• _Problem description_:
Using the records that follow, work out how many lines hold the string "opaque" and provide that number only.

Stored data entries
§
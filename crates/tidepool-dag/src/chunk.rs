use serde_json::Value;
use tidepool_types::{ChunkHasher, Hash};

use crate::error::{DagError, DagResult};

/// An immutable, hash-identified node in the chunk graph.
///
/// A chunk is a payload plus an ordered set of child hashes. Once written,
/// its `(data, refs)` never change under its hash; the store is the sole
/// owner of chunk content and every other component holds hashes only.
/// The payload is an opaque serializable value — the store never inspects
/// it, only `(hash, refs)`.
#[derive(Clone, Debug, PartialEq)]
pub struct Chunk {
    hash: Hash,
    data: Value,
    refs: Vec<Hash>,
}

impl Chunk {
    /// Build a new chunk, deriving its hash from `(data, refs)` through the
    /// injected hasher. Refs are normalized to an ordered set (sorted,
    /// deduplicated) before hashing.
    pub fn new(hasher: &dyn ChunkHasher, data: Value, refs: Vec<Hash>) -> DagResult<Self> {
        let refs = normalize_refs(refs);
        let bytes = encode_payload(&data)?;
        let hash = hasher.hash_chunk(&bytes, &refs);
        Ok(Self { hash, data, refs })
    }

    /// Reassemble a chunk read back from the store. The stored refs order
    /// is trusted as-is.
    pub fn from_parts(hash: Hash, data: Value, refs: Vec<Hash>) -> Self {
        Self { hash, data, refs }
    }

    /// The content-derived identifier.
    pub fn hash(&self) -> Hash {
        self.hash
    }

    /// The opaque payload.
    pub fn data(&self) -> &Value {
        &self.data
    }

    /// Ordered child references.
    pub fn refs(&self) -> &[Hash] {
        &self.refs
    }

    /// The serialized payload bytes as stored in the backend.
    pub fn data_bytes(&self) -> DagResult<Vec<u8>> {
        encode_payload(&self.data)
    }
}

fn encode_payload(data: &Value) -> DagResult<Vec<u8>> {
    serde_json::to_vec(data).map_err(|e| DagError::Serialization(e.to_string()))
}

fn normalize_refs(mut refs: Vec<Hash>) -> Vec<Hash> {
    refs.sort();
    refs.dedup();
    refs
}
§
• _The answer_:
2